--- Data provided ---
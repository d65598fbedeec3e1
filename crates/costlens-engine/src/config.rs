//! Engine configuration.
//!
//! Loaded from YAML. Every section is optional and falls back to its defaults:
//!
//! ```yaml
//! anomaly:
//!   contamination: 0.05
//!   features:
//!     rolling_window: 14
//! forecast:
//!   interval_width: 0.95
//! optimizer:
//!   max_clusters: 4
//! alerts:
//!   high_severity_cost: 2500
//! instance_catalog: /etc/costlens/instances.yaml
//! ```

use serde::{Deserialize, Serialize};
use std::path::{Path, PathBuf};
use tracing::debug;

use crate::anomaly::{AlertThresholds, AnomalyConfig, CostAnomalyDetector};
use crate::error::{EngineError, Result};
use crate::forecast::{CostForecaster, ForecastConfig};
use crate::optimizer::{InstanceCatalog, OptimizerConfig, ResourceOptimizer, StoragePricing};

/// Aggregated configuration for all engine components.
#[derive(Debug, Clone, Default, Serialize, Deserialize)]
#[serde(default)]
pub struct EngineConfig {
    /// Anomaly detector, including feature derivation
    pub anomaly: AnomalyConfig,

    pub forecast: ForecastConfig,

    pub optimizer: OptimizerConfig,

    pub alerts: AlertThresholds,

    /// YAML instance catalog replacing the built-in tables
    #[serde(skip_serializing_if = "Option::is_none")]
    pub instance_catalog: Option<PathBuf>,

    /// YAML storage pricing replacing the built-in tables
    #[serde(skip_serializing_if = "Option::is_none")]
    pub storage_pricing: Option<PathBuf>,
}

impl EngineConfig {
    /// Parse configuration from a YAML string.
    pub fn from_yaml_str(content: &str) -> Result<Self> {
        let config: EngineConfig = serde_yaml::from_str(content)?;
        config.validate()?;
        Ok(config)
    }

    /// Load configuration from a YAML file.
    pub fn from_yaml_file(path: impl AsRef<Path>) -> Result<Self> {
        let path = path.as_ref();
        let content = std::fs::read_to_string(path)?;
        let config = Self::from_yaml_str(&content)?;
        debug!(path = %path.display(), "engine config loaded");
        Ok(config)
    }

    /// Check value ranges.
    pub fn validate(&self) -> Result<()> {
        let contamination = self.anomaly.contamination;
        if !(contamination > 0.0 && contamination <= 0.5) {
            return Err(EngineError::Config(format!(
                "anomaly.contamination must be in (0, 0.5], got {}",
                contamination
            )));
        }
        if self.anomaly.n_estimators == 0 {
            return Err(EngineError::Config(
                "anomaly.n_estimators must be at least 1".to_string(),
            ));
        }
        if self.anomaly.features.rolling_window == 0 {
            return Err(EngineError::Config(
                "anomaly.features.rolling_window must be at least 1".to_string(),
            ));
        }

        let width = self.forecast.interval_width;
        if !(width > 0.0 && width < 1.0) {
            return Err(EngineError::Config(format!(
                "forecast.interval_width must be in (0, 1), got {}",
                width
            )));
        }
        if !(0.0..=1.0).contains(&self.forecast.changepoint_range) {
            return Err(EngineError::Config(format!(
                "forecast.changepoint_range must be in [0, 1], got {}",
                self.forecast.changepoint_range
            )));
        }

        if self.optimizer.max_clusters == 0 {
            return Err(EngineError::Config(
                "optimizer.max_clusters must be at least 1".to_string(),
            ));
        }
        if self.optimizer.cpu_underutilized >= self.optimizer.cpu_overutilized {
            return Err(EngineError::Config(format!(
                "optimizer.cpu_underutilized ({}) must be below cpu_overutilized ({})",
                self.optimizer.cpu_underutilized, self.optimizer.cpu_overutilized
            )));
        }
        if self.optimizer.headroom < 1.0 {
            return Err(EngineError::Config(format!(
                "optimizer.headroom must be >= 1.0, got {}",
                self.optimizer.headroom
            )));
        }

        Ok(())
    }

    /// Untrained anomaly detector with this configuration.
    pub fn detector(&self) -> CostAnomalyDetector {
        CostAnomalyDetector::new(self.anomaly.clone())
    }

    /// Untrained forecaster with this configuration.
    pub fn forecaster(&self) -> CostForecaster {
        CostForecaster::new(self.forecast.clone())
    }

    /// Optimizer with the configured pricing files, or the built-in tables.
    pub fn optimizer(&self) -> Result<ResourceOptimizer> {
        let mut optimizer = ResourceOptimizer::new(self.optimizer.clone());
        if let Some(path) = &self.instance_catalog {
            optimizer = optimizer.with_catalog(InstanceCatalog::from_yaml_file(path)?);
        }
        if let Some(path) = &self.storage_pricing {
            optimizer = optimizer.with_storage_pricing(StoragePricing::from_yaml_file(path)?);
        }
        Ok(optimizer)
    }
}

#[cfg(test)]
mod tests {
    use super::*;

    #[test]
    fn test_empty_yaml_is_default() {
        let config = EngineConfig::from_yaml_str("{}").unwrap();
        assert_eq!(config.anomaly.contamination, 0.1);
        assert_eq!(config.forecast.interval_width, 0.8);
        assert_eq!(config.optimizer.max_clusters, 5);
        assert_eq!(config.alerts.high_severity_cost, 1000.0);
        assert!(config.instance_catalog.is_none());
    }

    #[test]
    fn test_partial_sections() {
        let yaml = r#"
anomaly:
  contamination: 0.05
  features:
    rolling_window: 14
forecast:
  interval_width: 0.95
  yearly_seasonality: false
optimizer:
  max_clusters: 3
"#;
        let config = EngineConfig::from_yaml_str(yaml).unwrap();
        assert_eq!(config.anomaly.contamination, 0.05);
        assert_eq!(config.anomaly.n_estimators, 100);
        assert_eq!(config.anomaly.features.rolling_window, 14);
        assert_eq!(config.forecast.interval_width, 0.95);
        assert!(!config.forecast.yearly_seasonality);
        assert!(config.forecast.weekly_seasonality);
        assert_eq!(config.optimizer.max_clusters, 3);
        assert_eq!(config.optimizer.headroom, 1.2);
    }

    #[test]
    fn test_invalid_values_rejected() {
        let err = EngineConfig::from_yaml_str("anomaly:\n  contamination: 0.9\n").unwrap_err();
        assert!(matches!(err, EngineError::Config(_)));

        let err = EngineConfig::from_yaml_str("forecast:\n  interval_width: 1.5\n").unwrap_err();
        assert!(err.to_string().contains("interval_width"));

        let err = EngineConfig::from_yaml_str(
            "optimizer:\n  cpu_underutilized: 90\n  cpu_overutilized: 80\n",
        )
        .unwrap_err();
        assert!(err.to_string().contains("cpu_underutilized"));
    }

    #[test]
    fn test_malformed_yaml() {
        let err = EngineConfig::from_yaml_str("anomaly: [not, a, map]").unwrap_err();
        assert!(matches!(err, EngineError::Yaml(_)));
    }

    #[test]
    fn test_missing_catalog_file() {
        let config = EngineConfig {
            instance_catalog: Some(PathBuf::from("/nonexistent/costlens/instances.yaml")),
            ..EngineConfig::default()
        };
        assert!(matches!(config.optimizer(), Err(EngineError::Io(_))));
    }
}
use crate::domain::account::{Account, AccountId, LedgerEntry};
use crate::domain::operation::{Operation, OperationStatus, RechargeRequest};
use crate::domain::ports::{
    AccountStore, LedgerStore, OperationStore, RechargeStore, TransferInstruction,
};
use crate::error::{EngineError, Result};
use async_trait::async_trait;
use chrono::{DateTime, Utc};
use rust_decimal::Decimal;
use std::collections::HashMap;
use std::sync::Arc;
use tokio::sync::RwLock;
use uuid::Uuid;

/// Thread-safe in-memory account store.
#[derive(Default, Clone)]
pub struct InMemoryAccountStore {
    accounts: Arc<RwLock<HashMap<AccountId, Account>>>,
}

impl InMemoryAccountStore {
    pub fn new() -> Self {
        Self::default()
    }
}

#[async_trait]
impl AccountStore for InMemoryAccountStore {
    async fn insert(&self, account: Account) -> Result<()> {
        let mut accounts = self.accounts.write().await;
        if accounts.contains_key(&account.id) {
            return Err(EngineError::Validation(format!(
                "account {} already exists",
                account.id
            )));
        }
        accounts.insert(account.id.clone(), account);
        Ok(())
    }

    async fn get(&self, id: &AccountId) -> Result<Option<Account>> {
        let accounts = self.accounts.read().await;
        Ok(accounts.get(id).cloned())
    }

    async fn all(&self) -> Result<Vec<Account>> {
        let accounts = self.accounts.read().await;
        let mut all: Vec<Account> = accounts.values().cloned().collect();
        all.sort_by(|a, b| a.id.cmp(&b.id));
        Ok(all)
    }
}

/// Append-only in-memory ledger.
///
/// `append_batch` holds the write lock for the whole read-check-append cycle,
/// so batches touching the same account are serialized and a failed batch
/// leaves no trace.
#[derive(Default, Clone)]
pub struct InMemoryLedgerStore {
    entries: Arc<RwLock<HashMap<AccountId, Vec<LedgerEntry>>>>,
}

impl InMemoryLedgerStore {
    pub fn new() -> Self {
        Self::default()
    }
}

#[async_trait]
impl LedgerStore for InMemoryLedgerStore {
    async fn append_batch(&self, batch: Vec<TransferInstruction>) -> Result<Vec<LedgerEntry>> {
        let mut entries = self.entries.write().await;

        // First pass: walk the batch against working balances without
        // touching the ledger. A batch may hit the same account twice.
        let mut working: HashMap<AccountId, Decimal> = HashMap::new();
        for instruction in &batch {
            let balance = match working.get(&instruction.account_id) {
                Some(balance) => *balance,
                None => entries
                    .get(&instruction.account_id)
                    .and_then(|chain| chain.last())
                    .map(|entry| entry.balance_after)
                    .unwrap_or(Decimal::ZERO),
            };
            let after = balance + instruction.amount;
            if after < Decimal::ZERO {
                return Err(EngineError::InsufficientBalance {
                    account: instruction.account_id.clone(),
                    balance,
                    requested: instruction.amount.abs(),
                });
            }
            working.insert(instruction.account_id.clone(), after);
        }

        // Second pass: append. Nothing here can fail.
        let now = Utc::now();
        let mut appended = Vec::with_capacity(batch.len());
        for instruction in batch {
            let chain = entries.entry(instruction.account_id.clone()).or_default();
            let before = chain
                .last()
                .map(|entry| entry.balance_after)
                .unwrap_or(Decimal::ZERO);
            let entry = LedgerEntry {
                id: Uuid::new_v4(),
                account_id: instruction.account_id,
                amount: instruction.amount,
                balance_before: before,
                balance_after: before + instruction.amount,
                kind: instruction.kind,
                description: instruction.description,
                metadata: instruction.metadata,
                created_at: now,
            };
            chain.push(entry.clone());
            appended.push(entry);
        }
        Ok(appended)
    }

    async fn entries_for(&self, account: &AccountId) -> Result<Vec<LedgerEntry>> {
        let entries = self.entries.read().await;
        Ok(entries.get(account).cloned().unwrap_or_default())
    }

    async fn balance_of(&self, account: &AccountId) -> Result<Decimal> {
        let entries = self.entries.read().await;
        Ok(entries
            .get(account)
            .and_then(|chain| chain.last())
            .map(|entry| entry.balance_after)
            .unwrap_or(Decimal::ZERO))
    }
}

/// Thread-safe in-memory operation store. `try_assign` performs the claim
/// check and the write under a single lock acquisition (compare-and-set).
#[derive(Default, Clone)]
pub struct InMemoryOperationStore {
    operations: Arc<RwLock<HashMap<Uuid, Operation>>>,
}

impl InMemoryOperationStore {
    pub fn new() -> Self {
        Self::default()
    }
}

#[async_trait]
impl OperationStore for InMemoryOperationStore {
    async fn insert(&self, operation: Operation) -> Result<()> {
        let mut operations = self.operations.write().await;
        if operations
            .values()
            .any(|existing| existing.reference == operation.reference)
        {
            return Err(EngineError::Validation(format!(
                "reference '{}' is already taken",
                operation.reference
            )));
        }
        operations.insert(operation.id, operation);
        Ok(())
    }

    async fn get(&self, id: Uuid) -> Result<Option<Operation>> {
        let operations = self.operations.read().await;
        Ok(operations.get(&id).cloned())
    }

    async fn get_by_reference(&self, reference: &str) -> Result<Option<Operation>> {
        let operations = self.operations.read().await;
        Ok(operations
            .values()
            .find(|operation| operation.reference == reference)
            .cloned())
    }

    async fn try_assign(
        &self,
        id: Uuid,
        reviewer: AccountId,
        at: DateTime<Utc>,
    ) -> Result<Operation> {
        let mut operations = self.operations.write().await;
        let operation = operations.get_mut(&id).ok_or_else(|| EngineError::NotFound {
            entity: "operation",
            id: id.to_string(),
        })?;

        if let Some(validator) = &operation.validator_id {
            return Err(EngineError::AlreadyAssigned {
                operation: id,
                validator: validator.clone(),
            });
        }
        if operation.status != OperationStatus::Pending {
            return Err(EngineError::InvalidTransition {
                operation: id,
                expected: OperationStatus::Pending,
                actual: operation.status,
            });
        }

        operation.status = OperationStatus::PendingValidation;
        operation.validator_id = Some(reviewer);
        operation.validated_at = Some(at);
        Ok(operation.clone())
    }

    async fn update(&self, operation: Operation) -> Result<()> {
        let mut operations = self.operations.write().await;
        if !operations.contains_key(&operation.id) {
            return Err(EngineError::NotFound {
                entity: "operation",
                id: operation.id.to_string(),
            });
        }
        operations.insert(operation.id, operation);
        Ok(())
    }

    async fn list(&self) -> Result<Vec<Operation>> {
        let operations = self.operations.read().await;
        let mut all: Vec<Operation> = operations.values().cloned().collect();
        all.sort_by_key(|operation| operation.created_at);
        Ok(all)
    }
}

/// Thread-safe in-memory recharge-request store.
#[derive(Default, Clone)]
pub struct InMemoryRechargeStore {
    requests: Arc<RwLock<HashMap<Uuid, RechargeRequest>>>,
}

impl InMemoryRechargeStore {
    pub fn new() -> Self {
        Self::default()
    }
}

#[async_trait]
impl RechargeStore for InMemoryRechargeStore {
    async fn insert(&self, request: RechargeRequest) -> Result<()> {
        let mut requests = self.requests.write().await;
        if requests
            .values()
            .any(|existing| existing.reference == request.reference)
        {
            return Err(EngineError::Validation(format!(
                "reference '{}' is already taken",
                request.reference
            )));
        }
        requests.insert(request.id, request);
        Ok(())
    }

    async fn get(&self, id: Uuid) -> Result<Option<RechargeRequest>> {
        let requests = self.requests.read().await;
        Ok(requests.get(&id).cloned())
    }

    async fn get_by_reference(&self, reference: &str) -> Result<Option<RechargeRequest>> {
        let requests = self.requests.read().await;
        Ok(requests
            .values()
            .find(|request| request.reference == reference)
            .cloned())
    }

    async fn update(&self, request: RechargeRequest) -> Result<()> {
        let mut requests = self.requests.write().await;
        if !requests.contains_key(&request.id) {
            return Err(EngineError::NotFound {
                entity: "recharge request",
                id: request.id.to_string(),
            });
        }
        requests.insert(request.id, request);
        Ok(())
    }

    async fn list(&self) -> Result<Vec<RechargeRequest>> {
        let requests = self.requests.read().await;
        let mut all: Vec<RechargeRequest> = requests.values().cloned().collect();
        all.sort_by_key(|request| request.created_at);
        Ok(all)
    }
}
---
--- What is required ---
In the records, find every line that has the string "InMemoryRechargeStore" and copy it.

--- Solution to this exercise ---
pub struct InMemoryRechargeStore {
impl InMemoryRechargeStore {
impl RechargeStore for InMemoryRechargeStore {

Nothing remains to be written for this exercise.